[DATASET CONTENT — start]

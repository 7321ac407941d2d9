//! Request context carried by each pending request.
//!
//! The context is the exact frame that was written for the request. Replies
//! echo nothing about the request, so the reply decoder reads the sub-command
//! and parameters back out of this frame.
//!
//! # Example
//!
//! ```
//! use coconut_link::handler::RequestContext;
//! use coconut_link::protocol::{action, build_frame, FrameShape};
//!
//! let frame = build_frame(action::GET, 5, 0, &[1u8.into()]).unwrap();
//! let ctx = RequestContext::new(frame);
//!
//! assert_eq!(ctx.action(), Some(action::GET));
//! assert_eq!(ctx.device_id(), Some(5));
//! assert_eq!(ctx.param(0), Some(1));
//! assert_eq!(ctx.expected_shape(), FrameShape::Data);
//! ```

use bytes::Bytes;

use crate::command::DeviceClass;
use crate::protocol::{
    action, FrameShape, ACTION_OFFSET, DEVICE_OFFSET, PARAMS_OFFSET, SUB_COMMAND_OFFSET,
};

/// The outgoing frame retained for one request.
#[derive(Debug, Clone, PartialEq, Eq)]
pub struct RequestContext {
    frame: Bytes,
}

impl RequestContext {
    /// Wrap an outgoing frame.
    pub fn new(frame: Bytes) -> Self {
        Self { frame }
    }

    /// The frame as written to the transport.
    #[inline]
    pub fn frame(&self) -> &Bytes {
        &self.frame
    }

    /// Action byte (`GET` / `RUN` / `RESET`).
    #[inline]
    pub fn action(&self) -> Option<u8> {
        self.frame.get(ACTION_OFFSET).copied()
    }

    /// Check if this is a reset / stop-all request.
    #[inline]
    pub fn is_reset(&self) -> bool {
        self.action() == Some(action::RESET)
    }

    /// Raw device-class byte. Reset frames have none.
    #[inline]
    pub fn device_id(&self) -> Option<u8> {
        if self.is_reset() {
            return None;
        }
        self.frame.get(DEVICE_OFFSET).copied()
    }

    /// Device class, if the byte is a known one.
    pub fn device(&self) -> Option<DeviceClass> {
        self.device_id().and_then(DeviceClass::from_id)
    }

    /// Sub-command byte.
    #[inline]
    pub fn sub_command(&self) -> Option<u8> {
        self.frame.get(SUB_COMMAND_OFFSET).copied()
    }

    /// Parameter byte at `index` (0 = first byte after the sub-command).
    #[inline]
    pub fn param(&self, index: usize) -> Option<u8> {
        self.frame.get(PARAMS_OFFSET + index).copied()
    }

    /// All parameter bytes.
    pub fn params(&self) -> &[u8] {
        self.frame.get(PARAMS_OFFSET..).unwrap_or(&[])
    }

    /// Shape of the reply the robot sends for this request.
    pub fn expected_shape(&self) -> FrameShape {
        match self.action() {
            Some(action::GET) => FrameShape::Data,
            _ => FrameShape::Ack,
        }
    }
}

[DATASET CONTENT — finish]

**EXERCISE INSTRUCTIONS:**
From the line that contains "self.device_id().and_then(DeviceClass::from_id)" down to the final line of the entries, print every line exactly as it is, and only those lines.

**ANSWER BELOW:**
        self.device_id().and_then(DeviceClass::from_id)
    }

    /// Sub-command byte.
    #[inline]
    pub fn sub_command(&self) -> Option<u8> {
        self.frame.get(SUB_COMMAND_OFFSET).copied()
    }

    /// Parameter byte at `index` (0 = first byte after the sub-command).
    #[inline]
    pub fn param(&self, index: usize) -> Option<u8> {
        self.frame.get(PARAMS_OFFSET + index).copied()
    }

    /// All parameter bytes.
    pub fn params(&self) -> &[u8] {
        self.frame.get(PARAMS_OFFSET..).unwrap_or(&[])
    }

    /// Shape of the reply the robot sends for this request.
    pub fn expected_shape(&self) -> FrameShape {
        match self.action() {
            Some(action::GET) => FrameShape::Data,
            _ => FrameShape::Ack,
        }
    }
}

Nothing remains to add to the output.